TASK REQUIREMENTS
Produce an exact copy of the first line of the data below and each line after it, please, up to and including the one with "pub struct Diagnostic".

DATA FOR THE TASK
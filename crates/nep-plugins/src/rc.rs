//! rc-file parsing.
//!
//! An rc file is a flat list of `KEY=VALUE` lines. Lines may start with a
//! `[url-prefix]`; those only apply to remote access and are ignored here.
//! Plugin configuration lives under `NETCDF.UDFn.{LIBRARY,INIT,MAGIC}`.

use std::collections::BTreeMap;
use std::fmt;
use std::path::PathBuf;

use serde::Serialize;
use tracing::{debug, warn};

use nep_abi::{UdfSlot, MAX_MAGIC_LEN};

/// A problem found while reading configuration. Never fatal.
#[derive(Debug, Clone, PartialEq, Eq, Serialize)]
pub struct Diagnostic {
    /// `file:line`, or `UDFn` for per-slot problems.
    pub source: String,
    pub message: String,
}

impl Diagnostic {
    fn new(source: impl Into<String>, message: impl Into<String>) -> Self {
        Self {
            source: source.into(),
            message: message.into(),
        }
    }
}

impl fmt::Display for Diagnostic {
    fn fmt(&self, f: &mut fmt::Formatter<'_>) -> fmt::Result {
        write!(f, "{}: {}", self.source, self.message)
    }
}

/// One `KEY=VALUE` line.
#[derive(Debug, Clone, PartialEq, Eq)]
pub struct RcLine {
    pub url: Option<String>,
    pub key: String,
    pub value: String,
    pub line: usize,
}

/// Split rc text into lines. Malformed lines become diagnostics.
pub fn parse_lines(text: &str, source: &str) -> (Vec<RcLine>, Vec<Diagnostic>) {
    let mut lines = Vec::new();
    let mut diags = Vec::new();

    for (idx, raw) in text.lines().enumerate() {
        let lineno = idx + 1;
        let mut rest = raw.trim();
        if rest.is_empty() || rest.starts_with('#') {
            continue;
        }

        let mut url = None;
        if let Some(tail) = rest.strip_prefix('[') {
            let Some((prefix, after)) = tail.split_once(']') else {
                diags.push(Diagnostic::new(
                    format!("{source}:{lineno}"),
                    "unterminated [url] prefix",
                ));
                continue;
            };
            url = Some(prefix.trim().to_string());
            rest = after.trim_start();
        }

        let Some((key, value)) = rest.split_once('=') else {
            diags.push(Diagnostic::new(
                format!("{source}:{lineno}"),
                format!("expected KEY=VALUE, got {rest:?}"),
            ));
            continue;
        };
        let key = key.trim();
        if key.is_empty() {
            diags.push(Diagnostic::new(format!("{source}:{lineno}"), "empty key"));
            continue;
        }

        lines.push(RcLine {
            url,
            key: key.to_string(),
            value: value.trim().to_string(),
            line: lineno,
        });
    }
    (lines, diags)
}

/// Decode the escapes allowed in a `MAGIC` value.
pub fn unescape_magic(s: &str) -> Result<Vec<u8>, String> {
    let bytes = s.as_bytes();
    let mut out = Vec::with_capacity(bytes.len());
    let mut i = 0;
    while i < bytes.len() {
        let b = bytes[i];
        if b != b'\\' {
            out.push(b);
            i += 1;
            continue;
        }
        let Some(&esc) = bytes.get(i + 1) else {
            return Err("trailing backslash".into());
        };
        match esc {
            b'\\' => out.push(b'\\'),
            b'n' => out.push(b'\n'),
            b'r' => out.push(b'\r'),
            b't' => out.push(b'\t'),
            b'x' => {
                let hex = s
                    .get(i + 2..i + 4)
                    .filter(|h| h.bytes().all(|c| c.is_ascii_hexdigit()))
                    .ok_or_else(|| format!("\\x at offset {i} needs two hex digits"))?;
                out.push(u8::from_str_radix(hex, 16).map_err(|e| e.to_string())?);
                i += 4;
                continue;
            }
            b'0'..=b'7' => {
                let oct = s
                    .get(i + 1..i + 4)
                    .filter(|o| o.bytes().all(|c| (b'0'..=b'7').contains(&c)));
                match oct {
                    Some(oct) => {
                        let v = u16::from_str_radix(oct, 8).map_err(|e| e.to_string())?;
                        let v = u8::try_from(v)
                            .map_err(|_| format!("octal escape \\{oct} is out of range"))?;
                        out.push(v);
                        i += 4;
                        continue;
                    }
                    // A lone \0 not followed by two more octal digits.
                    None if esc == b'0' => out.push(0),
                    None => return Err(format!("octal escape at offset {i} needs three digits")),
                }
            }
            other => return Err(format!("unknown escape \\{}", other as char)),
        }
        i += 2;
    }
    Ok(out)
}

#[derive(Debug, Clone, Copy, PartialEq, Eq)]
enum Field {
    Library,
    Init,
    Magic,
}

/// `NETCDF.UDFn.FIELD` split into its parts. `None` for keys outside the
/// plugin namespace; `Some(Err)` for malformed plugin keys.
fn plugin_key(key: &str) -> Option<Result<(UdfSlot, Field), String>> {
    let mut parts = key.splitn(3, '.');
    let ns = parts.next()?;
    let slot = parts.next()?;
    if !ns.eq_ignore_ascii_case("netcdf") || !slot.get(..3)?.eq_ignore_ascii_case("udf") {
        return None;
    }
    let Some(udf) = UdfSlot::parse(slot) else {
        return Some(Err(format!("{slot} is not a slot (UDF0..UDF9)")));
    };
    let field = parts.next().unwrap_or_default();
    let field = match field.to_ascii_uppercase().as_str() {
        "LIBRARY" => Field::Library,
        "INIT" => Field::Init,
        "MAGIC" => Field::Magic,
        _ => return Some(Err(format!("unknown plugin key {key}"))),
    };
    Some(Ok((udf, field)))
}

/// Configuration gathered for one user slot.
#[derive(Debug, Clone, Default, PartialEq, Eq)]
pub struct SlotConfig {
    pub library: Option<String>,
    pub init: Option<String>,
    pub magic: Option<Vec<u8>>,
}

/// A slot with everything needed to load it.
#[derive(Debug, Clone, PartialEq, Eq, Serialize)]
pub struct PluginEntry {
    pub slot: UdfSlot,
    pub library: PathBuf,
    pub init: String,
    pub magic: Option<Vec<u8>>,
}

/// Plugin configuration merged over any number of rc files. Feed files in
/// search-path order: the first definition of each key is kept.
#[derive(Debug, Default)]
pub struct PluginConfig {
    slots: BTreeMap<UdfSlot, SlotConfig>,
    diagnostics: Vec<Diagnostic>,
}

impl PluginConfig {
    pub fn new() -> Self {
        Self::default()
    }

    pub fn add_text(&mut self, text: &str, source: &str) {
        let (lines, diags) = parse_lines(text, source);
        self.diagnostics.extend(diags);

        for line in lines {
            if line.url.is_some() {
                continue;
            }
            let at = format!("{source}:{}", line.line);
            let (slot, field) = match plugin_key(&line.key) {
                None => continue,
                Some(Err(msg)) => {
                    self.diagnostics.push(Diagnostic::new(at, msg));
                    continue;
                }
                Some(Ok(parsed)) => parsed,
            };

            let entry = self.slots.entry(slot).or_default();
            match field {
                Field::Library if entry.library.is_none() => entry.library = Some(line.value),
                Field::Init if entry.init.is_none() => entry.init = Some(line.value),
                Field::Magic if entry.magic.is_none() => match unescape_magic(&line.value) {
                    Ok(m) if m.is_empty() => {
                        self.diagnostics.push(Diagnostic::new(at, "empty magic number"));
                    }
                    Ok(m) if m.len() > MAX_MAGIC_LEN => self.diagnostics.push(Diagnostic::new(
                        at,
                        format!("magic number is {} bytes, maximum is {MAX_MAGIC_LEN}", m.len()),
                    )),
                    Ok(m) => entry.magic = Some(m),
                    Err(msg) => self
                        .diagnostics
                        .push(Diagnostic::new(at, format!("bad magic: {msg}"))),
                },
                _ => debug!(key = %line.key, %at, "shadowed by an earlier definition"),
            }
        }
    }

    pub fn slot(&self, slot: UdfSlot) -> Option<&SlotConfig> {
        self.slots.get(&slot)
    }

    pub fn push_diagnostic(&mut self, diagnostic: Diagnostic) {
        self.diagnostics.push(diagnostic);
    }

    /// Diagnostics from parsing so far.
    pub fn diagnostics(&self) -> &[Diagnostic] {
        &self.diagnostics
    }

    /// Complete entries, plus a diagnostic for every slot that has only one
    /// of `LIBRARY` and `INIT`.
    pub fn entries(&self) -> (Vec<PluginEntry>, Vec<Diagnostic>) {
        let mut entries = Vec::new();
        let mut skipped = self.diagnostics.clone();

        for (&slot, cfg) in &self.slots {
            match (&cfg.library, &cfg.init) {
                (Some(library), Some(init)) => entries.push(PluginEntry {
                    slot,
                    library: PathBuf::from(library),
                    init: init.clone(),
                    magic: cfg.magic.clone(),
                }),
                (None, None) => {}
                (lib, _) => {
                    let missing = if lib.is_none() { "LIBRARY" } else { "INIT" };
                    warn!(%slot, missing, "partial plugin configuration skipped");
                    skipped.push(Diagnostic::new(
                        slot.name(),
                        format!("NETCDF.{}.{missing} is not set; slot skipped", slot.name()),
                    ));
                }
            }
        }
        (entries, skipped)
    }
}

FINISHED EXERCISE
filename crates/nep-plugins/src/rc.rs
//! rc-file parsing.
//!
//! An rc file is a flat list of `KEY=VALUE` lines. Lines may start with a
//! `[url-prefix]`; those only apply to remote access and are ignored here.
//! Plugin configuration lives under `NETCDF.UDFn.{LIBRARY,INIT,MAGIC}`.

use std::collections::BTreeMap;
use std::fmt;
use std::path::PathBuf;

use serde::Serialize;
use tracing::{debug, warn};

use nep_abi::{UdfSlot, MAX_MAGIC_LEN};

/// A problem found while reading configuration. Never fatal.
#[derive(Debug, Clone, PartialEq, Eq, Serialize)]
pub struct Diagnostic {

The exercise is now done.